Things were going horribly we had a day left in which to find a place to live and we were not any closer to find that then when we first arrived. We were just getting in the car and leaving the apartment we didn’t want when the rental agent who showed us the apartment with the view called us and told us that there was another unit in the building on the opposite side which did not have a view but did have a balcony and even better it wouldn’t be ready until November 1st. We met her at the building again and she took us up the three fights of stairs and showed us into the apartment which was being remodeled. When I say it was being remodeled what I mean is that the only thing in the apartment was the walls, the floor had been torn up and gathered into a heaping pile in the middle of the living room. There was no plumbing or appliances but as was explained to us they were going to be putting in new hardwood floors a glass shower and all new appliances. The apartment was within our price range and would be ready on the exact date we planned to move, so we filled out an application.
It was late in the day and we had no other leads and so putting all our eggs in this basket we headed off to the grocery store to buy dinner. That evening we got the call that we did get the apartment and that we could sign the lease the following day just hours before heading back to Seattle. Over the last three days despite all the horrible apartments we’d seen we fell in love with this little corner of Los Angeles and couldn’t wait to pack up our life and begin again in a whole new city.
On our last day in LA we woke up and had breakfast at what would become our favorite breakfast spot, the Mustard Seed where we had our first celebrity sighting Adrian Grenier. It was fitting for me as Los Angeles had seemed like an enormous mystery to before I began watching Entourage and after watching the first three seasons I began to see the city differently it became a little more tangible to me, more of a possibility maybe not exactly as they lived in it through the show but a general idea of the landscape.
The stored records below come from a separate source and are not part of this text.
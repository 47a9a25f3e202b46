//! # Cavern
//!
//! Procedural cave-level generation core with incremental grid pathfinding.
//!
//! ## Architecture Overview
//!
//! Cavern is the engine-independent heart of a 2D top-down cave game. The
//! host runtime (rendering, input, audio) talks to it through a small set of
//! interfaces:
//!
//! - **Grid**: the 2D tile matrix with its border and wall-adjacency invariants
//! - **Generation System**: pluggable map generators (cellular-automaton caves,
//!   empty arenas, level files) behind the [`MapGenerator`] trait
//! - **Level**: the per-session aggregate built by running a generator through
//!   the full placement pipeline
//! - **PathFinder**: a breadth-first search over the grid that runs in bounded
//!   increments so AI agents never stall a frame
//!
//! All state is explicitly owned and passed by reference; there are no ambient
//! globals. Generation is fully deterministic for a given seed.

pub mod game;
pub mod generation;
pub mod levelfile;
pub mod pathfinding;

// Explicit re-exports for commonly used types
pub use game::{
    // From entity
    Entity,
    EntityAction,
    EntityId,
    EntityKind,
    // From grid
    Grid,
    // From level
    Level,
    PortalColor,
    PortalPair,
    PortalPairs,
    Position,
    TileType,
};

pub use generation::{
    CaveGenerator, EmptyGenerator, FileReaderGenerator, GenerationConfig, MapGenerator, OreSpec,
    SpawnerSpec,
};

pub use levelfile::{load_level_file, read_level_file, write_level_file};
pub use pathfinding::{find_path, PathSearch, SearchStatus};

/// Core error type for the cavern engine.
#[derive(thiserror::Error, Debug)]
pub enum CavernError {
    /// I/O operation failed
    #[error("I/O error: {0}")]
    Io(#[from] std::io::Error),

    /// Serialization/deserialization error
    #[error("Serialization error: {0}")]
    Serde(#[from] serde_json::Error),

    /// Grid or level is in an invalid state
    #[error("Invalid state: {0}")]
    InvalidState(String),

    /// Generation failed
    #[error("Generation failed: {0}")]
    GenerationFailed(String),

    /// A level file could not be parsed
    #[error("Malformed level file: {0}")]
    MalformedLevelFile(String),
}

/// Result type used throughout the cavern codebase.
pub type CavernResult<T> = Result<T, CavernError>;

/// Version information for the crate.
pub const VERSION: &str = env!("CARGO_PKG_VERSION");

/// Engine configuration constants.
pub mod config {
    /// Thickness of the solid wall border surrounding every generated level.
    pub const BORDER_SIZE: usize = 30;

    /// Minimum playable grid width; smaller requests are clamped up.
    pub const MIN_WIDTH: usize = 30;

    /// Minimum playable grid height; smaller requests are clamped up.
    pub const MIN_HEIGHT: usize = 30;

    /// Default playable level width requested by the game loop.
    pub const DEFAULT_LEVEL_WIDTH: usize = 150;

    /// Default playable level height requested by the game loop.
    pub const DEFAULT_LEVEL_HEIGHT: usize = 150;
}
//! # Pathfinding
//!
//! Breadth-first search over the tile grid, used by AI agents to navigate
//! toward a target.
//!
//! Grids can be large (150x150 and up), so a search is not a blocking call:
//! [`PathSearch`] is an explicit state machine whose [`PathSearch::step`]
//! processes a bounded number of node expansions and then hands control back
//! to the caller. The game loop drives one step per scheduling tick; dropping
//! the search cancels it with no cleanup beyond releasing its visited set.
//!
//! Movement rules match the rest of the engine: wall-like tiles block, the 4
//! orthogonal neighbors expand unconditionally, and a diagonal step is only
//! taken when at least one of its two flanking orthogonal cells is passable
//! (no corner cutting).

use crate::game::{Position, DIAGONAL_STEPS, NEIGHBOR_DX, NEIGHBOR_DY, ORTHOGONAL_STEPS};
use crate::Grid;
use std::collections::{HashMap, VecDeque};

/// Node expansions performed per [`PathSearch::step`] before yielding.
pub const DEQUEUES_PER_STEP: usize = 100;

/// Progress of an incremental path search.
#[derive(Debug, Clone, Copy, PartialEq, Eq)]
pub enum SearchStatus {
    /// The expansion budget for this step ran out; call `step` again.
    InProgress,
    /// The search finished; the path (possibly empty) can be read.
    Complete,
}

/// An in-flight breadth-first search from `start` to `dest`.
///
/// The search borrows the grid immutably for its whole lifetime; the grid is
/// never mutated by pathfinding.
///
/// # Examples
///
/// ```
/// use cavern::{Grid, PathSearch, Position, SearchStatus, TileType};
///
/// let grid = Grid::new(10, 10, TileType::Floor);
/// let mut search = PathSearch::new(&grid, Position::new(1, 1), Position::new(4, 1));
/// while search.step() == SearchStatus::InProgress {}
/// let path = search.path();
/// assert_eq!(path.first(), Some(&Position::new(1, 1)));
/// assert_eq!(path.last(), Some(&Position::new(4, 1)));
/// ```
#[derive(Debug)]
pub struct PathSearch<'a> {
    grid: &'a Grid,
    start: Position,
    dest: Position,
    queue: VecDeque<Position>,
    backtrack: HashMap<Position, Position>,
    complete: bool,
}

impl<'a> PathSearch<'a> {
    /// Starts a new search. No expansion happens until [`PathSearch::step`].
    pub fn new(grid: &'a Grid, start: Position, dest: Position) -> Self {
        let mut queue = VecDeque::new();
        queue.push_back(start);
        Self {
            grid,
            start,
            dest,
            queue,
            backtrack: HashMap::new(),
            complete: false,
        }
    }

    /// Runs up to [`DEQUEUES_PER_STEP`] node expansions.
    ///
    /// Consumers must not read the path until this returns
    /// [`SearchStatus::Complete`].
    pub fn step(&mut self) -> SearchStatus {
        if self.complete {
            return SearchStatus::Complete;
        }

        let mut expanded = 0;
        while let Some(node) = self.queue.pop_front() {
            // The search ends when the destination is dequeued, not merely
            // enqueued.
            if node == self.dest {
                self.complete = true;
                return SearchStatus::Complete;
            }

            self.expand(node);

            expanded += 1;
            if expanded >= DEQUEUES_PER_STEP {
                return SearchStatus::InProgress;
            }
        }

        self.complete = true;
        SearchStatus::Complete
    }

    /// Returns true once the search has finished.
    pub fn is_complete(&self) -> bool {
        self.complete
    }

    /// Reconstructs the path from start to destination, inclusive of both.
    ///
    /// Empty when the destination is unreachable, and meaningless while the
    /// search is still in progress.
    pub fn path(&self) -> Vec<Position> {
        if self.start == self.dest {
            return vec![self.start];
        }
        if !self.backtrack.contains_key(&self.dest) {
            return Vec::new();
        }

        let mut path = Vec::new();
        let mut node = self.dest;
        while node != self.start {
            path.push(node);
            node = self.backtrack[&node];
        }
        path.push(self.start);
        path.reverse();
        path
    }

    /// Drives the search to completion and returns the resulting path.
    pub fn run(mut self) -> Vec<Position> {
        while self.step() == SearchStatus::InProgress {}
        self.path()
    }

    fn expand(&mut self, node: Position) {
        // Orthogonal neighbors expand unconditionally.
        for step in ORTHOGONAL_STEPS {
            let next = node.neighbor(step);
            if self.backtrack.contains_key(&next) || self.grid.is_wall_like(next) {
                continue;
            }
            self.queue.push_back(next);
            self.backtrack.insert(next, node);
        }

        // A diagonal step is allowed only when it does not cut a corner:
        // at least one of the two flanking orthogonal cells must be passable.
        for step in DIAGONAL_STEPS {
            let next = node.neighbor(step);
            if self.backtrack.contains_key(&next) || self.grid.is_wall_like(next) {
                continue;
            }

            let flank_x = Position::new(node.x + NEIGHBOR_DX[step], node.y);
            let flank_y = Position::new(node.x, node.y + NEIGHBOR_DY[step]);
            if !self.grid.is_wall_like(flank_x) || !self.grid.is_wall_like(flank_y) {
                self.queue.push_back(next);
                self.backtrack.insert(next, node);
            }
        }
    }
}

/// Finds a path synchronously. Convenience wrapper over [`PathSearch`] for
/// callers that can afford to block (tests, tooling).
pub fn find_path(grid: &Grid, start: Position, dest: Position) -> Vec<Position> {
    PathSearch::new(grid, start, dest).run()
}

#[cfg(test)]
mod tests {
    use super::*;
    use crate::TileType;

    /// Grid of the given size, all floor, with a 1-tile wall ring.
    fn bordered_grid(width: usize, height: usize) -> Grid {
        let mut grid = Grid::new(width, height, TileType::Floor);
        for x in 0..width {
            grid.set(Position::new(x as i32, 0), TileType::Wall).unwrap();
            grid.set(Position::new(x as i32, height as i32 - 1), TileType::Wall)
                .unwrap();
        }
        for y in 0..height {
            grid.set(Position::new(0, y as i32), TileType::Wall).unwrap();
            grid.set(Position::new(width as i32 - 1, y as i32), TileType::Wall)
                .unwrap();
        }
        grid
    }

    #[test]
    fn test_diagonal_path_on_open_grid() {
        let grid = bordered_grid(10, 10);
        let path = find_path(&grid, Position::new(1, 1), Position::new(8, 8));

        assert!(!path.is_empty());
        assert!(path.len() <= 8, "diagonal-optimal path expected, got {:?}", path);
        assert_eq!(path[0], Position::new(1, 1));
        assert_eq!(*path.last().unwrap(), Position::new(8, 8));
        for pair in path.windows(2) {
            assert!(pair[0].is_adjacent(pair[1]), "non-adjacent step in {:?}", path);
        }
    }

    #[test]
    fn test_path_to_self_is_single_cell() {
        let grid = bordered_grid(10, 10);
        let pos = Position::new(4, 4);
        assert_eq!(find_path(&grid, pos, pos), vec![pos]);
    }

    #[test]
    fn test_unreachable_pocket_yields_empty_path() {
        let mut grid = bordered_grid(10, 10);
        // Wall in a 1-tile pocket at (5, 5).
        for step in 0..8 {
            grid.set(Position::new(5, 5).neighbor(step), TileType::Wall)
                .unwrap();
        }
        assert!(find_path(&grid, Position::new(1, 1), Position::new(5, 5)).is_empty());
    }

    #[test]
    fn test_corner_cutting_is_prevented() {
        let mut grid = Grid::new(5, 5, TileType::Wall);
        // Two floor cells joined only diagonally, both flanks walled.
        grid.set(Position::new(1, 1), TileType::Floor).unwrap();
        grid.set(Position::new(2, 2), TileType::Floor).unwrap();
        assert!(find_path(&grid, Position::new(1, 1), Position::new(2, 2)).is_empty());

        // Opening one flank makes the diagonal legal.
        grid.set(Position::new(2, 1), TileType::Floor).unwrap();
        let path = find_path(&grid, Position::new(1, 1), Position::new(2, 2));
        assert!(!path.is_empty());
    }

    #[test]
    fn test_ore_blocks_movement() {
        let mut grid = bordered_grid(7, 7);
        for y in 1..6 {
            grid.set(Position::new(3, y), TileType::GoldOre).unwrap();
        }
        assert!(find_path(&grid, Position::new(1, 3), Position::new(5, 3)).is_empty());
    }

    #[test]
    fn test_search_yields_incrementally_on_large_grid() {
        let grid = bordered_grid(60, 60);
        let mut search = PathSearch::new(&grid, Position::new(1, 1), Position::new(58, 58));

        assert_eq!(search.step(), SearchStatus::InProgress);
        assert!(!search.is_complete());

        let mut steps = 1;
        while search.step() == SearchStatus::InProgress {
            steps += 1;
            assert!(steps < 10_000, "search failed to terminate");
        }
        assert!(search.is_complete());
        assert_eq!(*search.path().last().unwrap(), Position::new(58, 58));
    }

    #[test]
    fn test_step_after_completion_stays_complete() {
        let grid = bordered_grid(6, 6);
        let mut search = PathSearch::new(&grid, Position::new(1, 1), Position::new(2, 2));
        while search.step() == SearchStatus::InProgress {}
        assert_eq!(search.step(), SearchStatus::Complete);
    }
}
We left Los Feliz and dove back down Western through this dirty city that now I couldn’t wait to move to. Just as we were getting on the airplane I sat back in the window seat my hand gripping Jaime’s tightly and I looked out the window my heart pounding as I looked at this enormous city before more. As we took off I looked back and thought how impossible it all seemed that I would ever find my way through this city that I would ever get my bearings but mostly that November 1st would ever get here.